Arzu Çerkezoğlu yaptığı açıklamada işveren örgütlerinin, taşeron çalıştırmanın amacını “maliyeti düşürmek, verimliliği artırmak” olarak açıkça ifade ettiklerini söyleyerek, alt işverenlik konusunda toplantıya katılan üç konfederasyonun da olumsuz görüş belirttiklerini ifade etti. Taşeron çalıştırmanın iyileştirilemez bir sistem olduğunu ifade eden Çerkezoğlu, taşeron düzenlemesinin dizginsiz, kuralsız bir sömürü biçimi olduğunu belirtti. Çerkezoğlu şöyle konuştu: “Katıldığımız toplantıda taşeron işçilerin çalışma hayatına dair yaşadıkları sıkıntı ve sorunları aktardık. Taşeron işçilerin yıllık izin, kıdem tazminatı, fazla mesai hakları, sendikal örgütlenme hakları taşeron şirketler tarafından girdi çıktı oyunları ile gasp edilmekte, Çalışma Bakanlığı bu duruma sessiz kalmaktadır. Taşeron işçinin zaten iş kanununda var olan fakat taşeron düzeni içerisinde kullanması fiilen imkânsız hale getirilen haklarını kullanabilmesi için yasal düzenleme iddia edilmekte, bu hakların gaspı yerleşik yasal düzenleme haline getirilmek istenmektedir. Taşeron işçinin kıdem tazminatını kullanabilmesi gerekçesiyle kıdem tazminatının fona devrinin önerilmesi bunun en açık örneğidir. Üstelik bunu yeni bir hakmış gibi duyurmakta, ‘taşeron işçiye müjde’ olarak sunmaktadır. Bu yapılırken taşeron işçilerinin yasal olarak zaten var olan haklarının uygulanmaması gerekçe gösterilmektedir. Taşeron sistemi işverenler tarafından emek maliyetlerini aşağıya çekmek, işçi ile ilgili sorumluluklardan kaçmak amacıyla oluşturulmuş, kuralsızlığın, esnekliğin, güvencesizliğin zeminidir. En büyük işveren olarak devletin ve özel şirketlerin hızla taşeron sistemine yönelmelerinin nedeni budur. Çalışma ve Sosyal Güvenlik Bakanlığı verilerine göre taşeron işçi sayısı 1,5 milyonu geçmiştir. Dolayısıyla kurallı çalışmadan, yasal düzenlemelerden kaçışın aracı olarak yaygınlaştırılmak istenen bir sistemin ‘iyileştirilebilmesi’ mümkün değildir.”

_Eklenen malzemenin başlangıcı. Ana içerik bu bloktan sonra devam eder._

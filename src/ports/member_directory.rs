//! Member Directory Port - Project member lookup and note permission.

use async_trait::async_trait;

use crate::domain::bcf::Member;
use crate::domain::foundation::{DomainError, ProjectId};

/// Port for resolving BCF comment authors to project members.
#[async_trait]
pub trait MemberDirectory: Send + Sync {
    /// Finds the project member with the given email address.
    async fn find_by_email(
        &self,
        project_id: ProjectId,
        email: &str,
    ) -> Result<Option<Member>, DomainError>;

    /// Whether the member may add notes to work items in the project.
    ///
    /// Consulted on every comment, never cached.
    async fn can_add_notes(
        &self,
        member: &Member,
        project_id: ProjectId,
    ) -> Result<bool, DomainError>;
}
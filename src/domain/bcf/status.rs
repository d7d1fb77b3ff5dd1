//! Status name to status id resolution.

use std::collections::HashMap;

use crate::domain::foundation::StatusId;

/// Snapshot of the status catalog taken once per import run.
///
/// Lookups are exact and case-sensitive. Tokens with no match resolve to
/// the default status. The snapshot is never refreshed, so statuses added
/// while an import runs are not seen until the next run.
#[derive(Debug, Clone, PartialEq, Eq)]
pub struct StatusMapping {
    by_name: HashMap<String, StatusId>,
    default_status: StatusId,
}

impl StatusMapping {
    /// Builds the mapping. When two statuses share a name the later one wins.
    pub fn new(
        statuses: impl IntoIterator<Item = (String, StatusId)>,
        default_status: StatusId,
    ) -> Self {
        Self {
            by_name: statuses.into_iter().collect(),
            default_status,
        }
    }

    /// Resolves a `TopicStatus` token to a status id.
    pub fn resolve(&self, token: &str) -> StatusId {
        self.by_name
            .get(token)
            .copied()
            .unwrap_or(self.default_status)
    }
}

#[cfg(test)]
mod tests {
    use super::*;
    use proptest::prelude::*;

    fn mapping() -> StatusMapping {
        StatusMapping::new(
            vec![
                ("New".to_string(), StatusId::new(1)),
                ("Open".to_string(), StatusId::new(2)),
                ("Closed".to_string(), StatusId::new(3)),
            ],
            StatusId::new(1),
        )
    }

    #[test]
    fn resolves_exact_match() {
        assert_eq!(mapping().resolve("Open"), StatusId::new(2));
        assert_eq!(mapping().resolve("Closed"), StatusId::new(3));
    }

    #[test]
    fn unknown_token_resolves_to_default() {
        assert_eq!(mapping().resolve("Active"), StatusId::new(1));
    }

    #[test]
    fn empty_token_resolves_to_default() {
        assert_eq!(mapping().resolve(""), StatusId::new(1));
    }

    #[test]
    fn lookup_is_case_sensitive() {
        assert_eq!(mapping().resolve("open"), StatusId::new(1));
        assert_eq!(mapping().resolve("CLOSED"), StatusId::new(1));
    }

    #[test]
    fn status_named_default_is_an_ordinary_entry() {
        let mapping = StatusMapping::new(
            vec![("default".to_string(), StatusId::new(9))],
            StatusId::new(4),
        );

        assert_eq!(mapping.resolve("default"), StatusId::new(9));
        assert_eq!(mapping.resolve("Open"), StatusId::new(4));
    }

    #[test]
    fn later_duplicate_name_wins() {
        let mapping = StatusMapping::new(
            vec![
                ("Open".to_string(), StatusId::new(2)),
                ("Open".to_string(), StatusId::new(7)),
            ],
            StatusId::new(1),
        );

        assert_eq!(mapping.resolve("Open"), StatusId::new(7));
    }

    proptest! {
        #[test]
        fn tokens_outside_catalog_always_resolve_to_default(token in "[a-z ]{0,12}") {
            // catalog names are capitalized, generated tokens never are
            prop_assert_eq!(mapping().resolve(&token), StatusId::new(1));
        }
    }
}
//! Markup Parser Port - Topic markup extraction interface.
//!
//! This port defines the contract for turning one `markup.bcf` document
//! into a [`MarkupDocument`]. The reconciler depends on this trait, while
//! adapters (like `QuickXmlMarkupParser`) provide the implementation.

use crate::domain::bcf::{MarkupDocument, MarkupError};

/// Port for parsing topic markup.
///
/// # Contract
///
/// Implementations must:
/// - Fail only when the bytes are not well-formed XML
/// - Not validate against the BCF schema
/// - Default every absent element or attribute to an empty string
/// - Keep viewpoints and comments in document order
pub trait MarkupParser: Send + Sync {
    /// Parses markup bytes.
    ///
    /// # Errors
    ///
    /// Returns `MarkupError::Malformed` if the bytes are not well-formed.
    fn parse(&self, xml: &[u8]) -> Result<MarkupDocument, MarkupError>;
}
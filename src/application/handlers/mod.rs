//! Application handlers.
//!
//! Command handlers that orchestrate domain operations.

pub mod bcf;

DİKS’in toplantıda dile getirdiği görüşlere de değinen Çerkezoğlu DİSK’in görüşlerini şöyle sıraladı:
-
Taşeronluk düzenlemesinin temel amacı taşeronluğu yardımcı işler ve asıl işlerin bir bölümü için tanımlayan sınırlandırmayı ortadan kaldırmak, bütün işçileri taşeron işçisi haline getirmektir. İş Yasasının 2. Maddesinde yer alan asıl işlerin taşerona verilebilmesi için aranan ‘işletmenin ve işin gereği ile teknolojik nedenle uzmanlık gerektirme’ koşulu bu amaçla değiştirilmek istenmektedir. Bunun anlamı herkesin taşeronda çalışmasının, modern işçi simsarlığı adı verilen çalışma bürolarının hayata geçirilmesidir.
-
İşçilerin hileli bir şekilde taşeronda çalışması halinde, taşeron işçilerinin asıl işverenin işçisi haline gelebilmesine dayanak sağlayan düzenlemenin kaldırılması amaçlanmaktadır. Bu amaçla iş müfettişlerinin elindeki yetki alınmak istenmekte, yasa tanımazlık yasayla meşru hale getirilmeye çalışılarak, işçinin başından itibaren asıl işverenin işçisi olması engellenmek istenmektedir.
-
Aynı işyerinde fakat farklı işverenler tarafından çalıştırılan ve açıkça işçilerin yasal olarak kazanılmış haklarını yok sayan yasadışı uygulamalar, taşeronlaştırmayı yaygınlaştırmayı amaçlayan yukarıdaki düzenlemeye gerekçe haline getirmektedir. Hak edildiği halde kıdem tazminatının ödenmemesi, yıllık ücretli izin hakkının kullandırılmaması, ücretlerin tam ve düzenli yatmaması yasadışı uygulamalardır. Bakanlık ‘yasa dışı uygulamalar var’ diyeceğine, yasaları uygulayacak tedbirleri almalıdır.
-
İşçilerin kıdem tazminatı hakkı mevcut yapı ve süreler dikkate alınarak güvence altına alınmalıdır. Kıdem tazminatı işten atılma dâhil pek çok durumda alınabilmektedir. Fon sistemi ile amaçlanan kıdem tazminatını işverenlerin üzerinden alarak, yararlanma sürelerini düşürmek, işçilerin kazanılmış hakkını ortadan kaldırmak, yararlanmaya 10-15 yıllık sınırlandırmalar getirmektir. Bir yıla bir brüt maaş şeklindeki mevcut yapı, üç yıla 1 aylık brüt maaş şeklinde düzenlenmek istenmektedir. Bu kabul edilemez. Sorunu çözmek için her koşulda kıdem tazminatının işveren tarafından ödenmesini sağlayacak yaptırımlar getirilmelidir. Kıdem tazminatı her koşulda ödenmeli; iflas etmiş, ödeme aczine düşmüş işverenler açısından ‘kıdem tazminatı garanti fonu’ getirilmelidir.
-
İş kazaları birbiri ardına taşeron firmalarda çalışan işçileri bulmaktadır. Taşeron sistemi, iş cinayetlerinin birincil sorumlusudur. Taşeron sistemini savunmak cinayeti savunmaktır.
-
Taşeron sistemi sendikal örgütlülüğün önünü kesmek için de kullanılan bir araçtır. Sendikalarımızın etkin çabası ile örgütlenen taşeron işçilerinin haklı mücadelesinin önü kesilmek istenmektedir.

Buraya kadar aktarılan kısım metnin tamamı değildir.